Entries taken from a collection:
------------

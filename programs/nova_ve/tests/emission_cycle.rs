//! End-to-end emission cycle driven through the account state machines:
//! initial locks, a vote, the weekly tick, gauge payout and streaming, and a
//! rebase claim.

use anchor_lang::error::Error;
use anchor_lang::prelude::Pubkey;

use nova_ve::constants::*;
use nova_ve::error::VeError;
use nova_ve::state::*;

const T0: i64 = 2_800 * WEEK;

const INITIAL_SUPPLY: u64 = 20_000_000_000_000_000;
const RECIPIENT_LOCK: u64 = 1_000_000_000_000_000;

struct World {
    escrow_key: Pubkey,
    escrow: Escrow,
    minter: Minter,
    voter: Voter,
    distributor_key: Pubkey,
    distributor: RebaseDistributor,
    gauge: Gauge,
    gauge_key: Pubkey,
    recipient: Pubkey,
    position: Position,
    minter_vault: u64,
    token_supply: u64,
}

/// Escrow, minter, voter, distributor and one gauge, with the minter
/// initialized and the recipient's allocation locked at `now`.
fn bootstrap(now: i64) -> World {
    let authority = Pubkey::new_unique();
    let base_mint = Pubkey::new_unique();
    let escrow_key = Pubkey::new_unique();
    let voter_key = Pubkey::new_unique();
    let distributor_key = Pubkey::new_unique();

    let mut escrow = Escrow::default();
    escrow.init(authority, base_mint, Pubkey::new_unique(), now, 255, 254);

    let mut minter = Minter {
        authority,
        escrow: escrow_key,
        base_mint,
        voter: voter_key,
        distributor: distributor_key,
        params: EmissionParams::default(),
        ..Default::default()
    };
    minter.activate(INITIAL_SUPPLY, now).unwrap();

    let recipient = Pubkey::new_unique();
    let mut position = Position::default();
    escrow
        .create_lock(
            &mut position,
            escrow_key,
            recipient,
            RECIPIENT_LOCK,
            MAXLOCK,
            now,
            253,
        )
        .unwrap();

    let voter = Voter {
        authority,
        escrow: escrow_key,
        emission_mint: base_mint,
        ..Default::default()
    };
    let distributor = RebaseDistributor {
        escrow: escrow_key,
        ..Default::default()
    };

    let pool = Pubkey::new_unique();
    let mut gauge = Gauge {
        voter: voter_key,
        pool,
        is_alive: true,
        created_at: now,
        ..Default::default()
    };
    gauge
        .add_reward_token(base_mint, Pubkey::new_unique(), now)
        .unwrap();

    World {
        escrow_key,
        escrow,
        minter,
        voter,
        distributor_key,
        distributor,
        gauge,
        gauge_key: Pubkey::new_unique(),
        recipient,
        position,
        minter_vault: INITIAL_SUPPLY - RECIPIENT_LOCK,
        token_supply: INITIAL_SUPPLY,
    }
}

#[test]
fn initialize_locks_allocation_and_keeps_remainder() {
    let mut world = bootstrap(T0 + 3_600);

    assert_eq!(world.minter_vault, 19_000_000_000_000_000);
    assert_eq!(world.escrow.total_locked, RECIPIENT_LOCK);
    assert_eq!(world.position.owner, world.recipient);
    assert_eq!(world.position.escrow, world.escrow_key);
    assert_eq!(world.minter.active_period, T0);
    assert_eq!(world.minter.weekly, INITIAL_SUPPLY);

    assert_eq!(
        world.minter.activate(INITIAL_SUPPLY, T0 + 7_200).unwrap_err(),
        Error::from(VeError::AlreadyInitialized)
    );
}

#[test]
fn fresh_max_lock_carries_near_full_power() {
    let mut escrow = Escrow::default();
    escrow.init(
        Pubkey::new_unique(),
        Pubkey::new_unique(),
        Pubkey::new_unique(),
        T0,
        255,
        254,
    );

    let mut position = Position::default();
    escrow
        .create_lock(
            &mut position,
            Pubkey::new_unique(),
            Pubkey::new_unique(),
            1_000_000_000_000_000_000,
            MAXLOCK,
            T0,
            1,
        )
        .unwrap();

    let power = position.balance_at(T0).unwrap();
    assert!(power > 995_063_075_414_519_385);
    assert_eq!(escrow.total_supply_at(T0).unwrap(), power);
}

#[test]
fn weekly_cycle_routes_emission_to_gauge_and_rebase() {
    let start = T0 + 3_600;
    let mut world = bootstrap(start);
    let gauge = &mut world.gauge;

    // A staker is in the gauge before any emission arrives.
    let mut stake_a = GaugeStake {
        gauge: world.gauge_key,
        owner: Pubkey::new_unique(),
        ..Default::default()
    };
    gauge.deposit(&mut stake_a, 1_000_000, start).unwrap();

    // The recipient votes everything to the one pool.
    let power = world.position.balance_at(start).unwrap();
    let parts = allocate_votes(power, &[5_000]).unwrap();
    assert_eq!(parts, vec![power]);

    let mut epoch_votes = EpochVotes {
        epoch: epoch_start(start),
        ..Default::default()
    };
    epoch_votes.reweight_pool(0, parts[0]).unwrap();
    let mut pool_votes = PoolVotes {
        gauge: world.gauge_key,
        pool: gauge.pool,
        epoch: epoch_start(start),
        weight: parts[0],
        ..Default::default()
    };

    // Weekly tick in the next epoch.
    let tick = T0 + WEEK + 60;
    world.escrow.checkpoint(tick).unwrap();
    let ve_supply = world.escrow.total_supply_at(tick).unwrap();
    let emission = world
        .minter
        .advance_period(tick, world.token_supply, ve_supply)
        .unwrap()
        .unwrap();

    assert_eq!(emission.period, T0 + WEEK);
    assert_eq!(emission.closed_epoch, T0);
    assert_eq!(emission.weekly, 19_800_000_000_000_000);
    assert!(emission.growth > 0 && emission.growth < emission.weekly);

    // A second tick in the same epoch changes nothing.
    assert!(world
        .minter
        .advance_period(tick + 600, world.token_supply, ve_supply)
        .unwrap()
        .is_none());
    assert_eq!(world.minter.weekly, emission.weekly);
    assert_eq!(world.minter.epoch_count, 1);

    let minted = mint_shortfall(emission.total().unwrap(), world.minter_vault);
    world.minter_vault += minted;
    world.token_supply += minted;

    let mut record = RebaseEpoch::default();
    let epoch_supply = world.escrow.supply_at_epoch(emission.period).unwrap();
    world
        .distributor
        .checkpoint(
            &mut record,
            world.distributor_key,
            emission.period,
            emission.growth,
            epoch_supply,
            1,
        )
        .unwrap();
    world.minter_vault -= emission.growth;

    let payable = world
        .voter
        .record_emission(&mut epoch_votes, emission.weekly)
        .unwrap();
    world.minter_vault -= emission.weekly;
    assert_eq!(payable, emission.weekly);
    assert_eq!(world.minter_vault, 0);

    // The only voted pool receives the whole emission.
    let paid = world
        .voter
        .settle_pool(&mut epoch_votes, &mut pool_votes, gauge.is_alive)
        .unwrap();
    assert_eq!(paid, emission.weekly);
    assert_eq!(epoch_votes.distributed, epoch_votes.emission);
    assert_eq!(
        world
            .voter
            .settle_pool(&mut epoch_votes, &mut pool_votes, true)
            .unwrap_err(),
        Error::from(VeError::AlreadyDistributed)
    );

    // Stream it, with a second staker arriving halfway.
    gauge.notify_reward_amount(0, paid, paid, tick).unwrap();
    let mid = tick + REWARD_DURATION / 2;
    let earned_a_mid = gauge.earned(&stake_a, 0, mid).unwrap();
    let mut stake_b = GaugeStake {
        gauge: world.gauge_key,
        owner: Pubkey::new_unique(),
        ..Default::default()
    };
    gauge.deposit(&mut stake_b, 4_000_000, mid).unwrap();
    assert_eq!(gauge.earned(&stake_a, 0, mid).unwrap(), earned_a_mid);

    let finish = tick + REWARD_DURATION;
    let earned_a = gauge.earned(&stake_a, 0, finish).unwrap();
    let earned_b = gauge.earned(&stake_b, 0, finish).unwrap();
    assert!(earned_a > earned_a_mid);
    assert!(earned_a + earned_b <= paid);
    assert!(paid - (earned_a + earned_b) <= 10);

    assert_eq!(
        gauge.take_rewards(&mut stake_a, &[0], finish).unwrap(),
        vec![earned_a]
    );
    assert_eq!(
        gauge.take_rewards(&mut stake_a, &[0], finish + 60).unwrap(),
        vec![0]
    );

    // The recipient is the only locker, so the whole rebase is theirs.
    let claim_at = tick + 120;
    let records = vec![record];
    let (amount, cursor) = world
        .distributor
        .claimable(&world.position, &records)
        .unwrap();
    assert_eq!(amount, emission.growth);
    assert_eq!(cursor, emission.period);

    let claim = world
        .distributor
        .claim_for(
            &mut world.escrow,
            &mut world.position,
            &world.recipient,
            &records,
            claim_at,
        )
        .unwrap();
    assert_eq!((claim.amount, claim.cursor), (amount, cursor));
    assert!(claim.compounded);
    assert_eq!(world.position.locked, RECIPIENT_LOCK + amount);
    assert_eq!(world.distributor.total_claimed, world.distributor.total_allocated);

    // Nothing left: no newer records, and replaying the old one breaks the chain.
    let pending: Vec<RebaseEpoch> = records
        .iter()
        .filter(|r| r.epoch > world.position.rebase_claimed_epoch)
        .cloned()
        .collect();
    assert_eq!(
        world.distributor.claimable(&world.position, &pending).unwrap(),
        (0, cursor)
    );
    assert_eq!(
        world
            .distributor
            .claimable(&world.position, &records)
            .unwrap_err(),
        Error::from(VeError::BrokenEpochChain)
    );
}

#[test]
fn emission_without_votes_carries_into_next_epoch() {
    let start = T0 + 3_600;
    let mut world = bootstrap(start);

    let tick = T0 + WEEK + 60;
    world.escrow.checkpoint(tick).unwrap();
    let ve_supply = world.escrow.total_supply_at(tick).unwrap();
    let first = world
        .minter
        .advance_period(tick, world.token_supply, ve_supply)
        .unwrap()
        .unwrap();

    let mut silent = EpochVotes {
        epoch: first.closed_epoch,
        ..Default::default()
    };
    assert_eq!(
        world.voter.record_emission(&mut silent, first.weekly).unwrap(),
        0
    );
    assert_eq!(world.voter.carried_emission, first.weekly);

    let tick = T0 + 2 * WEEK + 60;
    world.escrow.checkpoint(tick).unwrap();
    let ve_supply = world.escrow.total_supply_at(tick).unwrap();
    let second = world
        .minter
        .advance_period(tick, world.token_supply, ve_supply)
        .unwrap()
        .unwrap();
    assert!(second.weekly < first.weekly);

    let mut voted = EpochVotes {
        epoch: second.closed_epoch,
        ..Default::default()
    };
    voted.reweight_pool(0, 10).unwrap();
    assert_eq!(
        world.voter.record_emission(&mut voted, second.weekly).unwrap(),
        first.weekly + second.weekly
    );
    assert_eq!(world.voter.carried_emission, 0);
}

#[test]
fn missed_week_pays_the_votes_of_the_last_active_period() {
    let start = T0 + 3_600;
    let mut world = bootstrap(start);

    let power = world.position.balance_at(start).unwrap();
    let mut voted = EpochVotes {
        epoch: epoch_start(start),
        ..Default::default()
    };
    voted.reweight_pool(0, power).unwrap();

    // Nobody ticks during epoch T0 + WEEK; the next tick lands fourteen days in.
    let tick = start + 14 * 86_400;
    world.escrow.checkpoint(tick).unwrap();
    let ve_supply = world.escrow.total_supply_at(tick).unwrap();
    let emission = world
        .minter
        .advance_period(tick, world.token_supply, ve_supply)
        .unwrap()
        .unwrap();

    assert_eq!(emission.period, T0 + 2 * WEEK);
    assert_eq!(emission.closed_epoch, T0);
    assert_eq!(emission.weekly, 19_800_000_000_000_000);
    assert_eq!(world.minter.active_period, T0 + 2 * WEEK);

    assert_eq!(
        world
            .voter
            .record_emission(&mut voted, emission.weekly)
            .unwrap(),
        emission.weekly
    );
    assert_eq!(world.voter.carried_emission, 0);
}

------------

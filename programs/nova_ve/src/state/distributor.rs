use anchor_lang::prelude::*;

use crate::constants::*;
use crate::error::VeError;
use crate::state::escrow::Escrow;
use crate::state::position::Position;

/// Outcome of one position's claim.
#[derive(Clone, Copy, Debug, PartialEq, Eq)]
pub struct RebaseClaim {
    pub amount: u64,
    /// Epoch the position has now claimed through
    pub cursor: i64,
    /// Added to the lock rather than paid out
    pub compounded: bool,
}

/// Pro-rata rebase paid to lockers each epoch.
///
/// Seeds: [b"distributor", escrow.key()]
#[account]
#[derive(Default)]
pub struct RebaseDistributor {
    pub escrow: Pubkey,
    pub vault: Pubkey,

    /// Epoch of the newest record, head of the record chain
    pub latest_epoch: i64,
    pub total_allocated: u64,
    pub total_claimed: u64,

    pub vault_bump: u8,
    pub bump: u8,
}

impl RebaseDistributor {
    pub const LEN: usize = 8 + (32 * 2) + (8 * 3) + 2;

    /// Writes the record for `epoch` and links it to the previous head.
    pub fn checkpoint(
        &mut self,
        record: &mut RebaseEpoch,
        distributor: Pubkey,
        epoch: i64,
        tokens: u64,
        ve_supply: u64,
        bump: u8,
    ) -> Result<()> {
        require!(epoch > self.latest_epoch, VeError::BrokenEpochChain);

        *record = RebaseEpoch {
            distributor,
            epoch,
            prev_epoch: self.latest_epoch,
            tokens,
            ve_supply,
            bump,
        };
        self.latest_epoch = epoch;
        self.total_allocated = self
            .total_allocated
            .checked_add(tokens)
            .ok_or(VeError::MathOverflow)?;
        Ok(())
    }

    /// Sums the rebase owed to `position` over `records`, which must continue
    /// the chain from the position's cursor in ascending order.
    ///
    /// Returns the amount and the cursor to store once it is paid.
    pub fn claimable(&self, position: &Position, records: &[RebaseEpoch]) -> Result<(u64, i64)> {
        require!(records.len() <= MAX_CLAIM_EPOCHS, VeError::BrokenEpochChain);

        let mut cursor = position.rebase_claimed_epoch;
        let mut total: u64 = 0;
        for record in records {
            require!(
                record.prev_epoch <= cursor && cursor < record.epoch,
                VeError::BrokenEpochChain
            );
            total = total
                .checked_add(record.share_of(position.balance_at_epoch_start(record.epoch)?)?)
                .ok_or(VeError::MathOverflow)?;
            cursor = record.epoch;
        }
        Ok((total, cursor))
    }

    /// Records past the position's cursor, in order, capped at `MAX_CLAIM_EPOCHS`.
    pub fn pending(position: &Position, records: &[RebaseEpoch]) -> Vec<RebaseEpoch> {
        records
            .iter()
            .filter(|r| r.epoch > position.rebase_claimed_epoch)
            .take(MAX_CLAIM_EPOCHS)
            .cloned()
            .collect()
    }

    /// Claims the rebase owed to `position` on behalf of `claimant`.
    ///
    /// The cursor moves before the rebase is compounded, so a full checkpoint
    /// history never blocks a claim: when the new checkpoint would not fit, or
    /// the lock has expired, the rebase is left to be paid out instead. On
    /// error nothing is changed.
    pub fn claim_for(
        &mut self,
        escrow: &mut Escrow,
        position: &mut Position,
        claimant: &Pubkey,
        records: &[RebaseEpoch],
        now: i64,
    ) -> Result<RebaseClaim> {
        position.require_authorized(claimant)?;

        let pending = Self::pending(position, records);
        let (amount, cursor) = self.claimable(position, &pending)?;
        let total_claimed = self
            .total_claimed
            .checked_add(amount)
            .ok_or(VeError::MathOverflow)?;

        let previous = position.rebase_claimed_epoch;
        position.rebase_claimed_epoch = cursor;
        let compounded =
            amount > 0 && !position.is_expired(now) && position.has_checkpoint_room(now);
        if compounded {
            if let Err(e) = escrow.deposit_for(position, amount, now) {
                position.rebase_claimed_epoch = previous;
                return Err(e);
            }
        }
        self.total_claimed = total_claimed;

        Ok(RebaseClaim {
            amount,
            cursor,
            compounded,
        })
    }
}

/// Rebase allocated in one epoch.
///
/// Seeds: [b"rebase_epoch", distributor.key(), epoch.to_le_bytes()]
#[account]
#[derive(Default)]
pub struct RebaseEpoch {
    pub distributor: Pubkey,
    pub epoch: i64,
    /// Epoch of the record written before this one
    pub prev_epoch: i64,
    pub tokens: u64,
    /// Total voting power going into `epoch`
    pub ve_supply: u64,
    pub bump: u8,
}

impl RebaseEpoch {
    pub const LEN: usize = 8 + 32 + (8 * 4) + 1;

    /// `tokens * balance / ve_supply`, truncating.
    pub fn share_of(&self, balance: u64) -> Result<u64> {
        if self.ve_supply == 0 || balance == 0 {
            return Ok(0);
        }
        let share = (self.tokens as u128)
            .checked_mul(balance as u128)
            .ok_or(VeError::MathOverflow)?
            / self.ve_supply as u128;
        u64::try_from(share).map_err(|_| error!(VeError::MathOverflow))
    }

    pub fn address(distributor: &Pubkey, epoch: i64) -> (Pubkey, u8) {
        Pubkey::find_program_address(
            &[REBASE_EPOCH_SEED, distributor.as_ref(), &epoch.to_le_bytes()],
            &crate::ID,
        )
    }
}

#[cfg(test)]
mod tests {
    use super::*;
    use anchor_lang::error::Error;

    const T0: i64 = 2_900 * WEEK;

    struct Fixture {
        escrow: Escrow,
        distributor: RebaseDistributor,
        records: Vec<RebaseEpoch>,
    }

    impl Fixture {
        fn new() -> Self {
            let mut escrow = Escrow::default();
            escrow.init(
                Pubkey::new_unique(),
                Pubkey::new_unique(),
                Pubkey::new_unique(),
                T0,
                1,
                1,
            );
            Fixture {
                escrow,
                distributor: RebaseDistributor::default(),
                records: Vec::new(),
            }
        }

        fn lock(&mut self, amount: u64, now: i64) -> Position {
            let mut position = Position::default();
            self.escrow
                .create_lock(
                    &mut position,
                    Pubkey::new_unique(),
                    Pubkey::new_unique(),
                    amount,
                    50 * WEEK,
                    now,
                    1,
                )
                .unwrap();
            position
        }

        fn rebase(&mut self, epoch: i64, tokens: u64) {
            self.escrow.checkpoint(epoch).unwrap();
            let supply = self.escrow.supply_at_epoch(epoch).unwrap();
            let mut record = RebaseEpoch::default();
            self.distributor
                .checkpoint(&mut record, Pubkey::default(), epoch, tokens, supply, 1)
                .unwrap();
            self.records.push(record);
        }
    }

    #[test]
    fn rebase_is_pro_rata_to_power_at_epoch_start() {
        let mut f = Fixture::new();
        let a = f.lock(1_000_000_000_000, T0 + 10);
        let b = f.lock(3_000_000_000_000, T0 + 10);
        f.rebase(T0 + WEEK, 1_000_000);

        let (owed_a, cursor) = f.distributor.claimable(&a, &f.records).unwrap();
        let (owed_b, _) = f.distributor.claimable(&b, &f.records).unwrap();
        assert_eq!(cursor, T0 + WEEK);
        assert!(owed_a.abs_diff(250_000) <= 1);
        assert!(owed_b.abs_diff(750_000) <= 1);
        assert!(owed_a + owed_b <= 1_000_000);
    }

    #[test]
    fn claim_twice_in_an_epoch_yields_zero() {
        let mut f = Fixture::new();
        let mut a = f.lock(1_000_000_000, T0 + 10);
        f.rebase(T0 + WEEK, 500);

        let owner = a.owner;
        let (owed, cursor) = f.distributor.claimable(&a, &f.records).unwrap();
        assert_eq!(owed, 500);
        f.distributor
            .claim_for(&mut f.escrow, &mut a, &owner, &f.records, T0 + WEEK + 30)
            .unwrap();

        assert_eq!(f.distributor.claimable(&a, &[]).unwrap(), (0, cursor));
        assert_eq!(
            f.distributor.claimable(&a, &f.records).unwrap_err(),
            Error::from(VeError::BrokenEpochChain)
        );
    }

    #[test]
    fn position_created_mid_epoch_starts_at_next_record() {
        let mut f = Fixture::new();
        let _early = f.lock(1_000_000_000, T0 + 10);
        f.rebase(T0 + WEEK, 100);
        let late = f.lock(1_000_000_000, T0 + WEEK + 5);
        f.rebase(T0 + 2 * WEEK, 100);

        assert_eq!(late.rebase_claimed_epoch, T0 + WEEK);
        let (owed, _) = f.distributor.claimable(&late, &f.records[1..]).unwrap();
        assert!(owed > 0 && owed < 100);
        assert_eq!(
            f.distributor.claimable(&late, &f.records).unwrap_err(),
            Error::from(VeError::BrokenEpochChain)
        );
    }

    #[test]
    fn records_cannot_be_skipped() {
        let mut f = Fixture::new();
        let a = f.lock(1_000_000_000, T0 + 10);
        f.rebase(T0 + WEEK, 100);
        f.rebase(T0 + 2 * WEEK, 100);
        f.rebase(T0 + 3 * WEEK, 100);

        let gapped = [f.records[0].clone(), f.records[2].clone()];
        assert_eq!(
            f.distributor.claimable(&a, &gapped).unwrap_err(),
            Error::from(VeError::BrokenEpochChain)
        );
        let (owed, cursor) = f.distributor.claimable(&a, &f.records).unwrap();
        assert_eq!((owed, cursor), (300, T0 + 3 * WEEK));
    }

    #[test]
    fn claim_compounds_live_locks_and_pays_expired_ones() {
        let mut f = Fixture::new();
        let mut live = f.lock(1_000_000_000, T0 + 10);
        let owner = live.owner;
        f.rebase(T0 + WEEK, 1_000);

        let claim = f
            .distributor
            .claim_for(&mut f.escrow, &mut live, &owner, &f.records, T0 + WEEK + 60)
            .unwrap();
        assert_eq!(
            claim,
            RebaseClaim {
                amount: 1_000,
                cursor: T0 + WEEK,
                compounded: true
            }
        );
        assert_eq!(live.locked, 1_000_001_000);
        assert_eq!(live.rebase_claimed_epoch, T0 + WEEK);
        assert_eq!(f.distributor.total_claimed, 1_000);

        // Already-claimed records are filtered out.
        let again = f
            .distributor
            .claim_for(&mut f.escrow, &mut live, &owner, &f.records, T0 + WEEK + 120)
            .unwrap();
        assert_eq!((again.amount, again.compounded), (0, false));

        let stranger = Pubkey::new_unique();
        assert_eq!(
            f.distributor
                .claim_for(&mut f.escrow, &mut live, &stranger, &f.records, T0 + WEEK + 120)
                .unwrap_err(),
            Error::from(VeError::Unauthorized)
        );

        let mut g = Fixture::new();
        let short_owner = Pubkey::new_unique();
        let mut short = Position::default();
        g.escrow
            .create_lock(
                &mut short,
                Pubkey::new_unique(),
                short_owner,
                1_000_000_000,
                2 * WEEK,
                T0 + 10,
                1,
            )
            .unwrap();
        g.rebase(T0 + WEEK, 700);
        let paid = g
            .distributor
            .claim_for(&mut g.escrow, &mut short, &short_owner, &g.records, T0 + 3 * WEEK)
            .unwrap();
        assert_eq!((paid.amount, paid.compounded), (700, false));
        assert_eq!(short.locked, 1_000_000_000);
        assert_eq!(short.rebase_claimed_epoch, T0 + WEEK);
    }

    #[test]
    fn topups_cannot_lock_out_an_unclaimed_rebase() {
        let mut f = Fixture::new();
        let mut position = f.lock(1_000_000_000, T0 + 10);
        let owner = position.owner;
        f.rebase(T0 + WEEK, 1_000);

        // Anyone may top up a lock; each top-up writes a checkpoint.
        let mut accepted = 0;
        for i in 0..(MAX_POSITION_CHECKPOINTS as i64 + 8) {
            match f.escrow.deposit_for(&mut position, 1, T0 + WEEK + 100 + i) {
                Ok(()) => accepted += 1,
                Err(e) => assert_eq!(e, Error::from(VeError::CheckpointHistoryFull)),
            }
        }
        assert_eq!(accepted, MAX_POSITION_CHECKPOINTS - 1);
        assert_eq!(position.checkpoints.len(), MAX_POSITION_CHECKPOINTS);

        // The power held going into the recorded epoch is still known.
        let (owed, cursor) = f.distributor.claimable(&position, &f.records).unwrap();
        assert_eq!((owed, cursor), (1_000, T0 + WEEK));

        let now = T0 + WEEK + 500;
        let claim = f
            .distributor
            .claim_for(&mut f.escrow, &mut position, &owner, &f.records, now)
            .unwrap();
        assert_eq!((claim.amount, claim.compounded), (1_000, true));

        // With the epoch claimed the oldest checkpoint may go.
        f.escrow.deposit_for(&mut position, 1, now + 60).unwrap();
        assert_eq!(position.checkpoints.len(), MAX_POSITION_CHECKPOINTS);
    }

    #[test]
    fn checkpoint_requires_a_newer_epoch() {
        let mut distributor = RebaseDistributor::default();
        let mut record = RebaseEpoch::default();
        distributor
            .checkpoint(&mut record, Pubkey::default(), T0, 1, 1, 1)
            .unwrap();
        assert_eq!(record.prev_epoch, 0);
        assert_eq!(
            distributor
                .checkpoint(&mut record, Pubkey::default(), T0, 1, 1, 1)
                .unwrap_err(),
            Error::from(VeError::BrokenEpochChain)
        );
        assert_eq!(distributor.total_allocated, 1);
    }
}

------------

Your objective: Look through the records above and please copy every line in which the string "Result" occurs.

Output:
    ) -> Result<()> {
    pub fn claimable(&self, position: &Position, records: &[RebaseEpoch]) -> Result<(u64, i64)> {
    ) -> Result<RebaseClaim> {
    pub fn share_of(&self, balance: u64) -> Result<u64> {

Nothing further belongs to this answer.